NEW YORK (TheStreet) -- Good luck is sometimes defined as the point when opportunity meets preparation. Bad luck may also be looked at in a similar fashion. Preparing for an opportunity that doesn't unfold or speeding down a road that goes the wrong way ... well ... you get the picture.
The so-called BRIC countries -- Brazil, Russia, India and China (and sometimes including South Africa, the newest addition to the group) -- haven't looked very attractive to investors in recent weeks. But according to the Feb. 1 edition of The Economist, there's a new emerging market quintet that also looks overtaken with economic angst.
This time the focus is currency-related.
"The Fragile Five" is a new group that includes BRIC components Brazil and India, but adds Turkey, South Africa and Indonesia.
All five countries saw their currencies plummet. The culprit? Supposedly it was the former head of the Federal Reserve, Ben Bernanke and his surprise statement that the Fed wouldn't keep spending $85 billion per month to buy U.S. Treasury debt and mortgage-backed securities.
Then on Jan. 23, the other shoe dropped when China's manufacturing index fell more than expected. Seemingly overnight, rumors were flying that the second largest economy in the world was experiencing an economic slowdown while attempting to tighten bank lending practices. Markets around the world were quickly spooked.
Yes there's soaring inflation in Argentina and Venezuela, corruption scandals in places like Turkey, and accusations from Brazil that the richest nations are waging some kind of a currency war. So what else is new?
It wasn't long ago we were worried about the PIIGS. Remember them? Portugal, Ireland, Italy, Greece and Spain. The headlines were filled with ominous words like "Euro Zone in Financial Crisis" and predictions that the European Union would soon collapse.

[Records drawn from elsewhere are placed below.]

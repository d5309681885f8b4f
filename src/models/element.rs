// src/models/element.rs

use rust_decimal::Decimal;
use serde::{Deserialize, Serialize};
use utoipa::ToSchema;

use super::{DeductionAmount, Money};

#[derive(Debug, Clone, Copy, Serialize, Deserialize, ToSchema, PartialEq, Eq)]
#[serde(rename_all = "snake_case")]
pub enum ElementKind {
    BaseSalary,
    Bonus,
    Benefit,
    Overtime,
    Deduction,
    Contribution,
}

/// When a deduction is taken: before the gross figure is struck (it lowers
/// contributions and tax) or from the final net pay.
#[derive(Debug, Clone, Copy, Default, Serialize, Deserialize, ToSchema, PartialEq, Eq)]
#[serde(rename_all = "snake_case")]
pub enum DeductionTiming {
    PreTax,
    #[default]
    PostTax,
}

/// One line of a payslip. `amount` is always a positive magnitude; the
/// `kind` decides whether it adds to or is taken from pay.
#[derive(Debug, Clone, Serialize, Deserialize, ToSchema, PartialEq)]
pub struct PayrollElement {
    pub kind: ElementKind,
    pub label: String,
    pub amount: Money,
    /// Quantity the amount was derived from (hours, days, salary base).
    #[serde(default, skip_serializing_if = "Option::is_none")]
    pub base: Option<Decimal>,
    /// Percentage applied to `base`.
    #[serde(default, skip_serializing_if = "Option::is_none")]
    pub rate: Option<Decimal>,
    /// Earnings left out of the taxable base.
    #[serde(default)]
    pub tax_exempt: bool,
    /// Only meaningful for deductions.
    #[serde(default)]
    pub timing: DeductionTiming,
}

impl PayrollElement {
    pub fn earning(kind: ElementKind, label: impl Into<String>, amount: Money) -> Self {
        Self {
            kind,
            label: label.into(),
            amount,
            base: None,
            rate: None,
            tax_exempt: false,
            timing: DeductionTiming::default(),
        }
    }

    pub fn deduction(label: impl Into<String>, amount: DeductionAmount, timing: DeductionTiming) -> Self {
        Self {
            kind: ElementKind::Deduction,
            label: label.into(),
            amount: amount.magnitude(),
            base: None,
            rate: None,
            tax_exempt: false,
            timing,
        }
    }

    /// A statutory withholding line (CNSS, AMO, IR...).
    pub fn contribution(label: impl Into<String>, amount: DeductionAmount) -> Self {
        Self {
            kind: ElementKind::Contribution,
            ..Self::deduction(label, amount, DeductionTiming::PostTax)
        }
    }

    pub fn with_basis(mut self, base: Decimal, rate: Option<Decimal>) -> Self {
        self.base = Some(base);
        self.rate = rate;
        self
    }

    pub fn exempt(mut self) -> Self {
        self.tax_exempt = true;
        self
    }

    pub fn is_earning(&self) -> bool {
        matches!(
            self.kind,
            ElementKind::BaseSalary | ElementKind::Bonus | ElementKind::Benefit | ElementKind::Overtime
        )
    }

    /// The amount as something that can be taken from pay, for deduction
    /// and contribution lines.
    pub fn as_deduction(&self) -> Option<DeductionAmount> {
        matches!(self.kind, ElementKind::Deduction | ElementKind::Contribution)
            .then(|| DeductionAmount::new(self.amount))
    }
}
// src/services/repository/postgres.rs

use async_trait::async_trait;
use chrono::{DateTime, Utc};
use sqlx::{FromRow, PgPool, types::Json};
use tracing::warn;
use uuid::Uuid;

use super::BulletinRepository;
use crate::{
    errors::{PayrollError, PayrollResult},
    models::{Bulletin, DeliveryRecord, PayrollPeriod},
};

/// Bulletins stored as JSONB next to the columns the slot checks need.
#[derive(Clone)]
pub struct PgBulletinRepository {
    db: PgPool,
}

#[derive(FromRow)]
struct PayloadRow {
    payload: Json<Bulletin>,
}

#[derive(FromRow)]
struct DeliveryRow {
    bulletin_id: Uuid,
    recipient: String,
    delivered: bool,
    attempts: i32,
    error: Option<String>,
    recorded_at: DateTime<Utc>,
}

impl From<DeliveryRow> for DeliveryRecord {
    fn from(row: DeliveryRow) -> Self {
        Self {
            bulletin_id: row.bulletin_id,
            recipient: row.recipient,
            delivered: row.delivered,
            attempts: row.attempts.max(0) as u32,
            error: row.error,
            recorded_at: row.recorded_at,
        }
    }
}

impl PgBulletinRepository {
    pub fn new(db: PgPool) -> Self {
        Self { db }
    }

    pub async fn migrate(&self) -> Result<(), sqlx::migrate::MigrateError> {
        sqlx::migrate!("./migrations").run(&self.db).await
    }
}

fn is_unique_violation(e: &sqlx::Error) -> bool {
    matches!(e, sqlx::Error::Database(db) if db.is_unique_violation())
}

#[async_trait]
impl BulletinRepository for PgBulletinRepository {
    fn backend(&self) -> &'static str {
        "postgres"
    }

    async fn ping(&self) -> PayrollResult<()> {
        sqlx::query("SELECT 1").fetch_one(&self.db).await?;
        Ok(())
    }

    async fn insert(&self, bulletin: &Bulletin) -> PayrollResult<Uuid> {
        let employee_id = bulletin.employee_id();
        let period = bulletin.period;
        let conflict = || PayrollError::PersistenceConflict {
            employee_id,
            period,
        };

        let mut tx = self.db.begin().await?;

        if let Some(prior) = bulletin.supersedes {
            let retired = sqlx::query(
                "UPDATE bulletins SET superseded = TRUE
                 WHERE id = $1 AND superseded = FALSE",
            )
            .bind(prior)
            .execute(&mut *tx)
            .await?;
            if retired.rows_affected() != 1 {
                return Err(conflict());
            }
        }

        let inserted = sqlx::query(
            "INSERT INTO bulletins
                (id, employee_id, period_year, period_month, version, supersedes,
                 net_total, payload, generated_at)
             VALUES ($1, $2, $3, $4, $5, $6, $7, $8, $9)
             ON CONFLICT DO NOTHING",
        )
        .bind(bulletin.id)
        .bind(employee_id)
        .bind(period.year())
        .bind(period.month() as i32)
        .bind(bulletin.version as i32)
        .bind(bulletin.supersedes)
        .bind(bulletin.net_total.amount())
        .bind(Json(bulletin))
        .bind(bulletin.generated_at)
        .execute(&mut *tx)
        .await;

        match inserted {
            Ok(done) if done.rows_affected() == 1 => {}
            Ok(_) => return Err(conflict()),
            Err(e) if is_unique_violation(&e) => return Err(conflict()),
            Err(e) => return Err(e.into()),
        }

        tx.commit().await.map_err(|e| {
            if is_unique_violation(&e) {
                conflict()
            } else {
                warn!(bulletin_id = %bulletin.id, error = %e, "Bulletin commit failed");
                e.into()
            }
        })?;

        Ok(bulletin.id)
    }

    async fn get(&self, id: Uuid) -> PayrollResult<Option<Bulletin>> {
        let row = sqlx::query_as::<_, PayloadRow>("SELECT payload FROM bulletins WHERE id = $1")
            .bind(id)
            .fetch_optional(&self.db)
            .await?;
        Ok(row.map(|r| r.payload.0))
    }

    async fn current(
        &self,
        employee_id: Uuid,
        period: PayrollPeriod,
    ) -> PayrollResult<Option<Bulletin>> {
        let row = sqlx::query_as::<_, PayloadRow>(
            "SELECT payload FROM bulletins
             WHERE employee_id = $1 AND period_year = $2 AND period_month = $3
               AND superseded = FALSE",
        )
        .bind(employee_id)
        .bind(period.year())
        .bind(period.month() as i32)
        .fetch_optional(&self.db)
        .await?;
        Ok(row.map(|r| r.payload.0))
    }

    async fn current_for_year(&self, employee_id: Uuid, year: i32) -> PayrollResult<Vec<Bulletin>> {
        let rows = sqlx::query_as::<_, PayloadRow>(
            "SELECT payload FROM bulletins
             WHERE employee_id = $1 AND period_year = $2 AND superseded = FALSE
             ORDER BY period_month",
        )
        .bind(employee_id)
        .bind(year)
        .fetch_all(&self.db)
        .await?;
        Ok(rows.into_iter().map(|r| r.payload.0).collect())
    }

    async fn record_delivery(&self, record: &DeliveryRecord) -> PayrollResult<()> {
        sqlx::query(
            "INSERT INTO bulletin_deliveries
                (bulletin_id, recipient, delivered, attempts, error, recorded_at)
             VALUES ($1, $2, $3, $4, $5, $6)",
        )
        .bind(record.bulletin_id)
        .bind(&record.recipient)
        .bind(record.delivered)
        .bind(record.attempts as i32)
        .bind(&record.error)
        .bind(record.recorded_at)
        .execute(&self.db)
        .await?;
        Ok(())
    }

    async fn deliveries(&self, bulletin_id: Uuid) -> PayrollResult<Vec<DeliveryRecord>> {
        let rows = sqlx::query_as::<_, DeliveryRow>(
            "SELECT bulletin_id, recipient, delivered, attempts, error, recorded_at
             FROM bulletin_deliveries WHERE bulletin_id = $1 ORDER BY id",
        )
        .bind(bulletin_id)
        .fetch_all(&self.db)
        .await?;
        Ok(rows.into_iter().map(DeliveryRecord::from).collect())
    }
}
// src/routes/mod.rs

use crate::{
    handlers::{
        bulletin::{
            archive_bulletins, deliver_bulletin, download_bulletin_pdf, generate_batch,
            generate_bulletin, get_bulletin, list_deliveries,
        },
        rules::{get_rules, preview_contributions},
    },
    state::AppState,
};
use axum::{
    Router,
    routing::{get, post},
};

pub fn api_routes() -> Router<AppState> {
    Router::new()
        // ─── Rules ────────────────────────────────────────────
        .route("/rules", get(get_rules))
        .route("/contributions/preview", post(preview_contributions))
        // ─── Bulletins ────────────────────────────────────────
        .route("/bulletins", post(generate_bulletin))
        .route("/bulletins/batch", post(generate_batch))
        .route("/bulletins/archive", post(archive_bulletins))
        .route("/bulletins/{bulletin_id}", get(get_bulletin))
        .route("/bulletins/{bulletin_id}/pdf", get(download_bulletin_pdf))
        // ─── Delivery ─────────────────────────────────────────
        .route("/bulletins/{bulletin_id}/deliver", post(deliver_bulletin))
        .route("/bulletins/{bulletin_id}/deliveries", get(list_deliveries))
}
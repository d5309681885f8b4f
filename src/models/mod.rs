// src/models/mod.rs

mod absence;
mod bulletin;
mod contribution;
mod element;
mod employee;
mod money;
mod period;
mod rules;

pub use absence::{Absence, AbsenceKind};
pub use bulletin::{Bulletin, BulletinBatch, YearToDate, bulletin_id};
pub use contribution::ContributionResult;
pub use element::{DeductionTiming, ElementKind, PayrollElement};
pub use employee::{CompanySnapshot, EmployeeSnapshot, EmployeeStatus, PaymentInfo, PaymentMethod};
pub use money::{DeductionAmount, Money};
pub use period::PayrollPeriod;
pub use rules::{
    AmoRules, CimrRules, CnssRules, DependentRules, ExpenseTier, RuleBook, RuleTable,
    SeniorityTier, TaxBracket,
};

use chrono::{DateTime, NaiveDate, Utc};
use rust_decimal::Decimal;
use serde::{Deserialize, Serialize};
use utoipa::{IntoParams, ToSchema};
use uuid::Uuid;

// ─── Bulletin generation ──────────────────────────────────────────────────────

#[derive(Debug, Clone, Deserialize, ToSchema)]
pub struct GenerateBulletinRequest {
    pub employee: EmployeeSnapshot,
    pub company: CompanySnapshot,
    /// Format: "YYYY-MM"
    #[schema(value_type = String, example = "2025-01")]
    pub period: PayrollPeriod,
    pub payment: PaymentInfo,
    #[serde(default)]
    pub adjustments: Vec<PayrollElement>,
    #[serde(default)]
    pub absences: Vec<Absence>,
    /// Issue a new version replacing the current bulletin of the period.
    #[serde(default)]
    pub supersede: bool,
}

#[derive(Debug, Clone, Deserialize, ToSchema)]
pub struct BatchItem {
    pub employee: EmployeeSnapshot,
    pub payment: PaymentInfo,
    #[serde(default)]
    pub adjustments: Vec<PayrollElement>,
    #[serde(default)]
    pub absences: Vec<Absence>,
}

#[derive(Debug, Clone, Deserialize, ToSchema)]
pub struct GenerateBatchRequest {
    pub company: CompanySnapshot,
    /// Format: "YYYY-MM"
    #[schema(value_type = String, example = "2025-01")]
    pub period: PayrollPeriod,
    pub items: Vec<BatchItem>,
    #[serde(default)]
    pub supersede: bool,
    /// Email every generated bulletin once the archive is built.
    #[serde(default)]
    pub deliver: Option<DeliveryOptions>,
}

#[derive(Debug, Clone, Copy, Serialize, Deserialize, ToSchema, PartialEq, Eq)]
#[serde(rename_all = "snake_case")]
pub enum ItemStatus {
    Succeeded,
    Failed,
    /// Not started because the batch was cancelled.
    Cancelled,
}

#[derive(Debug, Clone, Serialize, ToSchema)]
pub struct BatchItemReport {
    pub employee_id: Uuid,
    pub status: ItemStatus,
    pub bulletin_id: Option<Uuid>,
    pub error: Option<String>,
    pub delivery: Option<DeliveryReceipt>,
    pub delivery_error: Option<String>,
}

impl BatchItemReport {
    pub fn succeeded(employee_id: Uuid, bulletin_id: Uuid) -> Self {
        Self {
            employee_id,
            status: ItemStatus::Succeeded,
            bulletin_id: Some(bulletin_id),
            error: None,
            delivery: None,
            delivery_error: None,
        }
    }

    pub fn cancelled(employee_id: Uuid, bulletin_id: Option<Uuid>) -> Self {
        Self {
            employee_id,
            status: ItemStatus::Cancelled,
            bulletin_id,
            error: None,
            delivery: None,
            delivery_error: None,
        }
    }

    pub fn failed(employee_id: Uuid, bulletin_id: Option<Uuid>, error: impl ToString) -> Self {
        Self {
            employee_id,
            status: ItemStatus::Failed,
            bulletin_id,
            error: Some(error.to_string()),
            delivery: None,
            delivery_error: None,
        }
    }
}

#[derive(Debug, Serialize, ToSchema)]
pub struct GenerateBatchResponse {
    /// Format: "YYYY-MM"
    #[schema(value_type = String, example = "2025-01")]
    pub period: PayrollPeriod,
    pub items: Vec<BatchItemReport>,
    pub archive_name: String,
    /// ZIP archive, base64 encoded.
    pub archive_base64: String,
}

#[derive(Debug, Deserialize, ToSchema)]
pub struct ArchiveRequest {
    pub bulletin_ids: Vec<Uuid>,
}

// ─── Delivery ─────────────────────────────────────────────────────────────────

#[derive(Debug, Clone, Default, Serialize, Deserialize, ToSchema)]
pub struct DeliveryOptions {
    /// Copy the company's HR mailbox.
    #[serde(default)]
    pub cc_hr: bool,
    #[serde(default)]
    pub message: String,
}

#[derive(Debug, Clone, Serialize, Deserialize, ToSchema, PartialEq)]
pub struct DeliveryReceipt {
    pub bulletin_id: Uuid,
    pub recipient: String,
    pub cc: Option<String>,
    pub attempts: u32,
    pub delivered_at: DateTime<Utc>,
}

/// One delivery outcome as stored next to the bulletin.
#[derive(Debug, Clone, Serialize, Deserialize, ToSchema, PartialEq)]
pub struct DeliveryRecord {
    pub bulletin_id: Uuid,
    pub recipient: String,
    pub delivered: bool,
    pub attempts: u32,
    pub error: Option<String>,
    pub recorded_at: DateTime<Utc>,
}

// ─── Rules & contributions ────────────────────────────────────────────────────

#[derive(Debug, Deserialize, IntoParams)]
pub struct RulesQuery {
    /// Defaults to today.
    pub date: Option<NaiveDate>,
}

#[derive(Debug, Deserialize, ToSchema)]
pub struct ContributionPreviewRequest {
    pub gross_salary: Money,
    /// Defaults to the gross salary.
    pub taxable_base: Option<Money>,
    /// Format: "YYYY-MM"
    #[schema(value_type = String, example = "2025-01")]
    pub period: PayrollPeriod,
    #[serde(default)]
    pub dependents: u8,
    pub cimr_rate: Option<Decimal>,
}
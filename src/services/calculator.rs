// src/services/calculator.rs

use rust_decimal::Decimal;
use rust_decimal_macros::dec;

use crate::{
    errors::{PayrollError, PayrollResult},
    models::{ContributionResult, EmployeeSnapshot, Money, RuleTable},
};

/// Employee attributes that change the statutory figures.
#[derive(Debug, Clone, Default, PartialEq)]
pub struct ContributionProfile {
    pub dependents: u8,
    /// CIMR employee rate in percent; `None` when not enrolled.
    pub cimr_rate: Option<Decimal>,
}

impl From<&EmployeeSnapshot> for ContributionProfile {
    fn from(employee: &EmployeeSnapshot) -> Self {
        Self {
            dependents: employee.dependents,
            cimr_rate: employee.cimr_rate,
        }
    }
}

pub struct ContributionCalculator;

impl ContributionCalculator {
    /// CNSS, AMO, CIMR and IR for one month of pay.
    ///
    /// Social charges are assessed on `gross`; income tax on `taxable`
    /// (gross less exempt earnings) after the employee's social charges and
    /// the professional-expense allowance have been taken off.
    pub fn compute(
        gross: Money,
        taxable: Money,
        profile: &ContributionProfile,
        rules: &RuleTable,
    ) -> PayrollResult<ContributionResult> {
        if taxable > gross {
            return Err(PayrollError::InvalidInput(format!(
                "taxable base {taxable} exceeds gross salary {gross}"
            )));
        }
        if let Some(rate) = profile.cimr_rate {
            if rate <= dec!(0) || rate > dec!(100) {
                return Err(PayrollError::InvalidInput(format!(
                    "CIMR rate must be in (0, 100], got {rate}"
                )));
            }
        }

        let cnss_base = gross.min(rules.cnss.ceiling);
        let cnss_employee = cnss_base.percent(rules.cnss.employee_rate);
        let cnss_employer = cnss_base.percent(rules.cnss.employer_rate);
        let family_allowance = gross.percent(rules.cnss.family_allowance_rate);
        let training_tax = gross.percent(rules.cnss.training_tax_rate);

        let amo_employee = gross.percent(rules.amo.employee_rate);
        let amo_employer = gross.percent(rules.amo.employer_rate);

        let cimr_employee = profile.cimr_rate.map(|rate| gross.percent(rate));
        let cimr_employer = profile
            .cimr_rate
            .map(|rate| gross.percent(rate * rules.cimr.employer_factor));

        let professional_expenses = rules
            .expense_tier(taxable)
            .map(|tier| taxable.percent(tier.rate).min(tier.cap))
            .unwrap_or(Money::ZERO);

        let withheld =
            cnss_employee + amo_employee + cimr_employee.unwrap_or(Money::ZERO) + professional_expenses;
        let net_taxable =
            Money::round_non_negative(taxable.amount() - withheld.amount());

        let income_tax = income_tax(net_taxable, profile.dependents, rules);

        Ok(ContributionResult {
            rule_version: rules.version.clone(),
            cnss_base,
            cnss_employee,
            cnss_employer,
            family_allowance,
            training_tax,
            amo_employee,
            amo_employer,
            cimr_employee,
            cimr_employer,
            professional_expenses,
            net_taxable,
            income_tax,
        })
    }
}

/// Contributions when the whole gross is taxable.
pub fn compute_contributions(
    gross: Money,
    profile: &ContributionProfile,
    rules: &RuleTable,
) -> PayrollResult<ContributionResult> {
    ContributionCalculator::compute(gross, gross, profile, rules)
}

fn income_tax(net_taxable: Money, dependents: u8, rules: &RuleTable) -> Money {
    let Some(bracket) = rules.tax_bracket(net_taxable) else {
        return Money::ZERO;
    };
    let dependents = Decimal::from(dependents.min(rules.dependents.max_dependents));
    let family_relief = rules.dependents.monthly_deduction.amount() * dependents;

    Money::round_non_negative(
        net_taxable.amount() * bracket.rate / dec!(100)
            - bracket.deduction.amount()
            - family_relief,
    )
}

Fast forward to Tuesday, Feb. 4, and the Wall Street Journal had a special report in its exchange-traded funds section titled "How Investors Can Play Europe in 2014." The article begins with three words: "Europe is back." It goes on to suggest that European-focused ETFs might offer more reward than U.S. stocks. My, oh my, how things can change! The crisis of the day may become tomorrow's undervalued opportunity.
The old saw claims that the Chinese symbol for the word "crisis" can also be used for the word "opportunity." Perhaps that's because one leads to another.
It's easy to panic when the headlines are overflowing with hyperbolic suggestions that there's a "shadow banking system" in China and the government may have decided to bail out an inauspicious lender to two. Imagine that, America!
Wasn't it less than 6 years ago our government had to rescue the world's largest insurance company and bail out one of its biggest auto manufacturers, while the Federal Reserve worked overtime to avert a banking meltdown? Look how far the U.S. economy has rebounded while our stock market has nearly tripled.
Is it any wonder that all these stories about the BRIC nations nearing collapse and the woes of "the Fragile Five" quickly produce a kind of international mass amnesia.? It served to let some air out of the major stock market bubbles of the world, yet it seduced many an investor into forgetting that China is still the second largest economy on earth with massive spending power.
I'm not suggesting that concerns about emerging markets and their economic maladies will disappear overnight. What I am saying is that China, perhaps most of all the BRIC countries, is still a tremendous investment, and may be an undervalued opportunity.
Take for example the Global X China Financials ETF (CHIX). The fund invests at least 80% of its total assets in the securities of the underlying index, the Solactive China Financials Index. When you look at the top ten holdings of the ETF, which comprise almost 64% of the fund, you'll see the names of the biggest banks, insurance companies and real estate conglomerates like China Overseas Land & Investment.
In the past three months, this ETF has fallen 20% from its 52-week high of $14.25 to an intraday low on Feb. 5 of $11.41, before rallying to close on Thursday at $11.69. That means this China Financials ETF is down 12.5% since the last trading day of 2013. Will it retest the 52-week low of $10.69, set during the global angst of last June? Certainly that's possible, but when you look at the following one-year chart, it appears that the downside risk is much smaller than the upside potential.
So for China and the BRIC countries, it may be the time to "get ready, get set" -- but not go quite yet. The situation is looking strangely familiar to the passing panics of the past. When you see how far the stocks of the BRIC nations, as represented by the SPDR S&P BRIC 40 ETF (BIK), have corrected, you may sense opportunity knocking.
The chart below, like the one above, is what opportunity often looks like. Great investments usually arise from sectors or regions that are hated, cheap and misunderstood. Soon that may define the BRIC countries. Get ready.
At the time of publication the author had positions in CHIX and BIK.
This article represents the opinion of a contributor and not necessarily that of TheStreet or its editorial staff.